What is needed => All lines from the one that mentions "file.seek(SeekFrom::Start(0))?;" through the last of the entries below must be copied exactly, with both ends kept.

Stored dataset items:
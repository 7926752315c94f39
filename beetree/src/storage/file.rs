//! File-backed append-only log.
//!
//! # Frame Format
//!
//! Every block is stored as one frame, back to back, from the start of the
//! file:
//!
//! ```text
//! +----------+-----------------------------------------+
//! | 0-3      | payload_length (4 bytes, little endian) |
//! | 4-7      | CRC32 of the payload (4 bytes)          |
//! | 8-N      | payload (the block bytes)               |
//! +----------+-----------------------------------------+
//! ```
//!
//! On open the file is scanned once to rebuild the frame index. A frame that
//! is cut short, claims more bytes than the file holds, or fails its checksum
//! marks the end of the log: it and everything after it are truncated, since
//! only the final append of a crashed process can be incomplete.
//!
//! Appends write at the end of the last complete frame, not at the end of the
//! file. An append that fails partway cuts the file back to that position, so
//! a later append never lands behind a torn frame.

// Frame lengths are bounded by u32.
#![allow(clippy::cast_possible_truncation)]

use std::fs::{File, OpenOptions};
use std::io::{BufReader, ErrorKind, Read, Seek, SeekFrom, Write};
#[cfg(unix)]
use std::os::unix::fs::FileExt;
use std::path::{Path, PathBuf};
use std::sync::{Mutex, RwLock};

use crate::storage::log::{Log, LogError, Offset};

/// Frame header size: payload length (4) + checksum (4).
const FRAME_HEADER_SIZE: u64 = 8;

/// Location of one frame in the file.
#[derive(Debug, Clone, Copy)]
struct Frame {
    /// Byte position of the frame header.
    position: u64,
    /// Payload length in bytes.
    len: u32,
}

/// Append handle and the end of the last complete frame.
struct Writer {
    file: File,
    end: u64,
}

/// An append-only log stored in a single file.
pub struct FileLog {
    path: PathBuf,
    /// Appends are serialized through this lock.
    writer: Mutex<Writer>,
    /// Independent handle for positional reads.
    #[cfg(unix)]
    reader: File,
    /// Index of complete frames, in offset order.
    frames: RwLock<Vec<Frame>>,
}

impl FileLog {
    /// Open the log at `path`, creating an empty one if it doesn't exist.
    pub fn open(path: &Path) -> Result<Self, LogError> {
        let mut file = OpenOptions::new()
            .read(true)
            .write(true)
            .create(true)
            .truncate(false)
            .open(path)?;

        let (frames, valid_end) = scan_frames(&mut file)?;
        let file_len = file.metadata()?.len();
        if valid_end < file_len {
            tracing::warn!(
                "truncating {} bytes of incomplete log tail in {}",
                file_len - valid_end,
                path.display()
            );
            file.set_len(valid_end)?;
            file.sync_all()?;
        }

        tracing::info!(
            "opened file log {} with {} blocks",
            path.display(),
            frames.len()
        );

        Ok(Self {
            path: path.to_path_buf(),
            #[cfg(unix)]
            reader: file.try_clone()?,
            writer: Mutex::new(Writer {
                file,
                end: valid_end,
            }),
            frames: RwLock::new(frames),
        })
    }

    /// Path of the backing file.
    #[must_use]
    pub fn path(&self) -> &Path {
        &self.path
    }

    fn frame(&self, offset: Offset) -> Result<Frame, LogError> {
        let frames = self.frames.read().map_err(|_| LogError::LockPoisoned)?;
        let length = frames.len() as u64;
        usize::try_from(offset)
            .ok()
            .and_then(|i| frames.get(i).copied())
            .ok_or(LogError::OutOfBounds { offset, length })
    }

    #[cfg(unix)]
    fn read_at(&self, buf: &mut [u8], position: u64) -> Result<(), LogError> {
        self.reader.read_exact_at(buf, position)?;
        Ok(())
    }

    #[cfg(not(unix))]
    fn read_at(&self, buf: &mut [u8], position: u64) -> Result<(), LogError> {
        let mut writer = self.writer.lock().map_err(|_| LogError::LockPoisoned)?;
        writer.file.seek(SeekFrom::Start(position))?;
        writer.file.read_exact(buf)?;
        Ok(())
    }
}

impl Log for FileLog {
    fn append(&self, block: &[u8]) -> Result<Offset, LogError> {
        let len = u32::try_from(block.len()).map_err(|_| {
            LogError::Io(std::io::Error::new(
                ErrorKind::InvalidInput,
                "block larger than 4GiB",
            ))
        })?;

        let mut frame_bytes = Vec::with_capacity(FRAME_HEADER_SIZE as usize + block.len());
        frame_bytes.extend_from_slice(&len.to_le_bytes());
        frame_bytes.extend_from_slice(&crc32fast::hash(block).to_le_bytes());
        frame_bytes.extend_from_slice(block);

        let mut writer = self.writer.lock().map_err(|_| LogError::LockPoisoned)?;
        let position = writer.end;
        if let Err(e) = write_frame(&mut writer.file, position, &frame_bytes) {
            tracing::warn!("append failed at byte {position}, cutting log back: {e}");
            writer.file.set_len(position)?;
            return Err(e);
        }
        writer.end = position + frame_bytes.len() as u64;

        // Publish the frame only once its bytes are fully written.
        let mut frames = self.frames.write().map_err(|_| LogError::LockPoisoned)?;
        let offset = frames.len() as Offset;
        frames.push(Frame { position, len });
        drop(frames);
        drop(writer);

        Ok(offset)
    }

    fn read(&self, offset: Offset) -> Result<Vec<u8>, LogError> {
        let frame = self.frame(offset)?;

        let mut header = [0u8; FRAME_HEADER_SIZE as usize];
        self.read_at(&mut header, frame.position)?;
        let expected = u32::from_le_bytes([header[4], header[5], header[6], header[7]]);

        let mut payload = vec![0u8; frame.len as usize];
        self.read_at(&mut payload, frame.position + FRAME_HEADER_SIZE)?;

        let actual = crc32fast::hash(&payload);
        if actual != expected {
            return Err(LogError::ChecksumMismatch {
                offset,
                expected,
                actual,
            });
        }
        Ok(payload)
    }

    fn len(&self) -> u64 {
        self.frames.read().map_or(0, |frames| frames.len() as u64)
    }

    fn sync(&self) -> Result<(), LogError> {
        let writer = self.writer.lock().map_err(|_| LogError::LockPoisoned)?;
        writer.file.sync_data()?;
        Ok(())
    }
}

/// Scan the file from the start, returning the complete frames and the byte
/// position just past the last one.
fn scan_frames(file: &mut File) -> Result<(Vec<Frame>, u64), LogError> {
    let file_len = file.metadata()?.len();
    file.seek(SeekFrom::Start(0))?;
    let mut reader = BufReader::new(&*file);
    let mut frames = Vec::new();
    let mut position = 0u64;

    loop {
        let mut header = [0u8; FRAME_HEADER_SIZE as usize];
        if !read_full(&mut reader, &mut header)? {
            break;
        }
        let len = u32::from_le_bytes([header[0], header[1], header[2], header[3]]);
        let expected = u32::from_le_bytes([header[4], header[5], header[6], header[7]]);

        let remaining = file_len.saturating_sub(position + FRAME_HEADER_SIZE);
        if u64::from(len) > remaining {
            tracing::warn!("log frame at byte {position} claims {len} bytes, {remaining} remain");
            break;
        }

        let mut payload = vec![0u8; len as usize];
        if !read_full(&mut reader, &mut payload)? {
            break;
        }
        if crc32fast::hash(&payload) != expected {
            tracing::warn!("checksum mismatch in log frame at byte {position}");
            break;
        }

        frames.push(Frame { position, len });
        position += FRAME_HEADER_SIZE + u64::from(len);
    }

    Ok((frames, position))
}

fn write_frame(file: &mut File, position: u64, frame: &[u8]) -> Result<(), LogError> {
    file.seek(SeekFrom::Start(position))?;
    file.write_all(frame)?;
    Ok(())
}

/// Fill `buf` completely. Returns `false` if the input ended first.
fn read_full(reader: &mut impl Read, buf: &mut [u8]) -> Result<bool, LogError> {
    match reader.read_exact(buf) {
        Ok(()) => Ok(true),
        Err(e) if e.kind() == ErrorKind::UnexpectedEof => Ok(false),
        Err(e) => Err(LogError::Io(e)),
    }
}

Output for this exercise =>
    file.seek(SeekFrom::Start(0))?;
    let mut reader = BufReader::new(&*file);
    let mut frames = Vec::new();
    let mut position = 0u64;

    loop {
        let mut header = [0u8; FRAME_HEADER_SIZE as usize];
        if !read_full(&mut reader, &mut header)? {
            break;
        }
        let len = u32::from_le_bytes([header[0], header[1], header[2], header[3]]);
        let expected = u32::from_le_bytes([header[4], header[5], header[6], header[7]]);

        let remaining = file_len.saturating_sub(position + FRAME_HEADER_SIZE);
        if u64::from(len) > remaining {
            tracing::warn!("log frame at byte {position} claims {len} bytes, {remaining} remain");
            break;
        }

        let mut payload = vec![0u8; len as usize];
        if !read_full(&mut reader, &mut payload)? {
            break;
        }
        if crc32fast::hash(&payload) != expected {
            tracing::warn!("checksum mismatch in log frame at byte {position}");
            break;
        }

        frames.push(Frame { position, len });
        position += FRAME_HEADER_SIZE + u64::from(len);
    }

    Ok((frames, position))
}

fn write_frame(file: &mut File, position: u64, frame: &[u8]) -> Result<(), LogError> {
    file.seek(SeekFrom::Start(position))?;
    file.write_all(frame)?;
    Ok(())
}

/// Fill `buf` completely. Returns `false` if the input ended first.
fn read_full(reader: &mut impl Read, buf: &mut [u8]) -> Result<bool, LogError> {
    match reader.read_exact(buf) {
        Ok(()) => Ok(true),
        Err(e) if e.kind() == ErrorKind::UnexpectedEof => Ok(false),
        Err(e) => Err(LogError::Io(e)),
    }
}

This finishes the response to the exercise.